The search engine scanning, processing and ranking, dominated by google, has always seemed somewhat gamey, with the rules continually changing and in any event never completely disclosed. This is the way it has to be, otherwise someone somewhere will stumble on the secret sauce’s recipe, and dominate the results. The google slaps have to shake things up to prevent this.
It’s far easier to abstract relevance and context from text than by having to deconstruct proprietary asset formats (e.g., swf files) that are subject to change without notice, not to mention version differences. As a practical matter, declaring applicable seo content within these files presents additional challenges, not least the total lack of standards that otherwise could make it easier.
It is possible to have seo scannable content within a Flex application, but doing so takes a bit of work to avoid having parallel and independent content systems, and generally not something that many would undertake.
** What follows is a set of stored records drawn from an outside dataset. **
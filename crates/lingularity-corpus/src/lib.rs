//! Load bilingual sentence corpora with zero-copy text.
//!
//! A corpus file holds one sentence pair per line:
//! `reference<TAB>foreign[<TAB>attribution...]`. Everything after the second
//! field is ignored. The file is read once, either memory-mapped or into an
//! owned buffer ([`LoadMode`]), and every sentence is handed out as a `&str`
//! borrowed from that buffer.
//!
//! Corpora are immutable after load and addressed by line position, skipping
//! lines that do not carry two non-empty fields.
//!
//! # Example
//! ```no_run
//! use lingularity_corpus::{LoadMode, SentenceCorpus};
//!
//! # fn main() -> anyhow::Result<()> {
//! let corpus = SentenceCorpus::load_with_mode("/data/italian.txt", "Italian", LoadMode::Mmap)?;
//! if let Some(pair) = corpus.get(0) {
//!     println!("{} -> {}", pair.reference, pair.foreign);
//! }
//! # Ok(()) }
//! ```
//!
//! For a runnable demo, see `cargo run -p lingularity-corpus --example stats -- <file> <language>`.

use std::fs::File;
use std::io::Read;
use std::path::Path;

use anyhow::{Context, Result};
use lingularity_types::SentencePair;
use memmap2::Mmap;
use tracing::warn;

const BOM: &[u8] = b"\xEF\xBB\xBF";

/// Strategy for loading corpus files.
#[derive(Clone, Copy, Debug, Eq, PartialEq)]
pub enum LoadMode {
    /// Memory-map the file (fast, zero-copy).
    Mmap,
    /// Read the file into an owned buffer (portable fallback).
    Owned,
}

enum Buffer {
    Mmap(Mmap),
    Owned(Vec<u8>),
}

impl Buffer {
    fn as_slice(&self) -> &[u8] {
        match self {
            Buffer::Mmap(m) => m.as_ref(),
            Buffer::Owned(v) => v.as_slice(),
        }
    }
}

#[derive(Clone, Copy)]
struct TextRef {
    start: usize,
    len: usize,
}

#[derive(Clone, Copy)]
struct PairRef {
    reference: TextRef,
    foreign: TextRef,
}

/// Ordered, immutable sequence of (reference, foreign) sentence pairs for one language.
pub struct SentenceCorpus {
    language: String,
    buffer: Buffer,
    pairs: Vec<PairRef>,
    skipped: usize,
}

impl SentenceCorpus {
    /// Load a corpus file, memory-mapping it.
    pub fn load(path: impl AsRef<Path>, language: impl Into<String>) -> Result<Self> {
        Self::load_with_mode(path, language, LoadMode::Mmap)
    }

    /// Load a corpus file choosing between mmap and an owned buffer at runtime.
    pub fn load_with_mode(
        path: impl AsRef<Path>,
        language: impl Into<String>,
        mode: LoadMode,
    ) -> Result<Self> {
        let path = path.as_ref();
        let buffer = load_file(path, mode)?;
        let corpus = Self::from_buffer(language.into(), buffer)
            .with_context(|| format!("parse corpus {}", path.display()))?;
        if corpus.skipped > 0 {
            warn!(
                "skipped {} malformed lines in {}",
                corpus.skipped,
                path.display()
            );
        }
        Ok(corpus)
    }

    /// Build an owned corpus from in-memory sentence pairs.
    ///
    /// Tabs and line breaks inside a sentence are replaced by spaces.
    pub fn from_pairs<I, R, F>(language: impl Into<String>, pairs: I) -> Self
    where
        I: IntoIterator<Item = (R, F)>,
        R: AsRef<str>,
        F: AsRef<str>,
    {
        let mut text = String::new();
        for (reference, foreign) in pairs {
            push_field(&mut text, reference.as_ref());
            text.push('\t');
            push_field(&mut text, foreign.as_ref());
            text.push('\n');
        }
        let pairs = parse_lines(text.as_bytes()).0;
        Self {
            language: language.into(),
            buffer: Buffer::Owned(text.into_bytes()),
            pairs,
            skipped: 0,
        }
    }

    fn from_buffer(language: String, buffer: Buffer) -> Result<Self> {
        let bytes = buffer.as_slice();
        std::str::from_utf8(bytes).context("corpus is not valid utf-8")?;
        let (pairs, skipped) = parse_lines(bytes);
        Ok(Self {
            language,
            buffer,
            pairs,
            skipped,
        })
    }

    /// Language of the foreign-side sentences.
    pub fn language(&self) -> &str {
        &self.language
    }

    pub fn len(&self) -> usize {
        self.pairs.len()
    }

    pub fn is_empty(&self) -> bool {
        self.pairs.is_empty()
    }

    /// Number of lines dropped while parsing.
    pub fn skipped_lines(&self) -> usize {
        self.skipped
    }

    pub fn get(&self, idx: usize) -> Option<SentencePair<'_>> {
        self.pairs.get(idx).map(|pair| self.resolve(*pair))
    }

    /// Iterate all pairs in corpus order.
    pub fn iter(&self) -> impl Iterator<Item = SentencePair<'_>> + '_ {
        self.pairs.iter().map(|pair| self.resolve(*pair))
    }

    fn resolve(&self, pair: PairRef) -> SentencePair<'_> {
        SentencePair {
            reference: self.text(pair.reference),
            foreign: self.text(pair.foreign),
        }
    }

    fn text(&self, r: TextRef) -> &str {
        let bytes = self.buffer.as_slice();
        // Field bounds sit on ASCII tabs/newlines of validated utf-8.
        std::str::from_utf8(&bytes[r.start..r.start + r.len]).unwrap_or_default()
    }
}

fn push_field(out: &mut String, field: &str) {
    out.extend(field.trim().chars().map(|c| match c {
        '\t' | '\n' | '\r' => ' ',
        other => other,
    }));
}

fn parse_lines(bytes: &[u8]) -> (Vec<PairRef>, usize) {
    let mut pairs = Vec::new();
    let mut skipped = 0usize;
    let mut offset = if bytes.starts_with(BOM) { BOM.len() } else { 0 };

    while offset < bytes.len() {
        let end = bytes[offset..]
            .iter()
            .position(|b| *b == b'\n')
            .map_or(bytes.len(), |p| offset + p);
        let mut line_end = end;
        if line_end > offset && bytes[line_end - 1] == b'\r' {
            line_end -= 1;
        }

        let line = &bytes[offset..line_end];
        if !line.is_empty() {
            match split_pair(line, offset) {
                Some(pair) => pairs.push(pair),
                None => skipped += 1,
            }
        }
        offset = end + 1;
    }

    (pairs, skipped)
}

fn split_pair(line: &[u8], base: usize) -> Option<PairRef> {
    let tab = line.iter().position(|b| *b == b'\t')?;
    let rest = &line[tab + 1..];
    let foreign_len = rest.iter().position(|b| *b == b'\t').unwrap_or(rest.len());

    let reference = trim_ref(line, base, 0, tab);
    let foreign = trim_ref(line, base, tab + 1, foreign_len);
    if reference.len == 0 || foreign.len == 0 {
        return None;
    }
    Some(PairRef { reference, foreign })
}

fn trim_ref(line: &[u8], base: usize, start: usize, len: usize) -> TextRef {
    let field = &line[start..start + len];
    let lead = field.iter().take_while(|b| *b == &b' ').count();
    let trail = field[lead..].iter().rev().take_while(|b| *b == &b' ').count();
    TextRef {
        start: base + start + lead,
        len: len - lead - trail,
    }
}

fn load_file(path: &Path, mode: LoadMode) -> Result<Buffer> {
    let file = File::open(path).with_context(|| format!("open {}", path.display()))?;
    match mode {
        LoadMode::Mmap => {
            let mmap = unsafe { Mmap::map(&file) }
                .with_context(|| format!("mmap {}", path.display()))?;
            Ok(Buffer::Mmap(mmap))
        }
        LoadMode::Owned => {
            let mut buf = Vec::new();
            let mut reader = std::io::BufReader::new(file);
            reader
                .read_to_end(&mut buf)
                .with_context(|| format!("read {}", path.display()))?;
            Ok(Buffer::Owned(buf))
        }
    }
}
use std::env;
use std::path::PathBuf;

use anyhow::{Context, Result};
use lingularity_corpus::{LoadMode, SentenceCorpus};

fn main() -> Result<()> {
    let mut args = env::args().skip(1);
    let path = args.next().map(PathBuf::from).context(
        "usage: cargo run -p lingularity-corpus --example stats -- <corpus-file> <language>",
    )?;
    let language = args.next().unwrap_or_else(|| "unknown".to_string());

    let corpus = SentenceCorpus::load_with_mode(&path, language, LoadMode::Mmap)
        .with_context(|| format!("loading corpus from {}", path.display()))?;

    let mut reference_words = 0usize;
    let mut foreign_words = 0usize;
    let mut longest = 0usize;
    for pair in corpus.iter() {
        reference_words += pair.reference.split_whitespace().count();
        let n = pair.foreign.split_whitespace().count();
        foreign_words += n;
        longest = longest.max(n);
    }

    println!("Corpus       : {}", path.display());
    println!("Language     : {}", corpus.language());
    println!("Pairs        : {}", corpus.len());
    println!("Skipped lines: {}", corpus.skipped_lines());
    println!("Reference words: {}", reference_words);
    println!("Foreign words  : {}", foreign_words);
    println!("Longest foreign sentence: {} words", longest);

    Ok(())
}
A much better way is to partition the Flex application into smaller chunks that are distributed throughout the text stream. The Flex pieces would be relatively small, generally imbedded in a div section, and provide the interactive eye candy that augments the text, consisting as always of headers over content blocks.
This approach results in far easier maintenance as the messages are fine tuned to the changing keyword cloud that coalesces around the web site.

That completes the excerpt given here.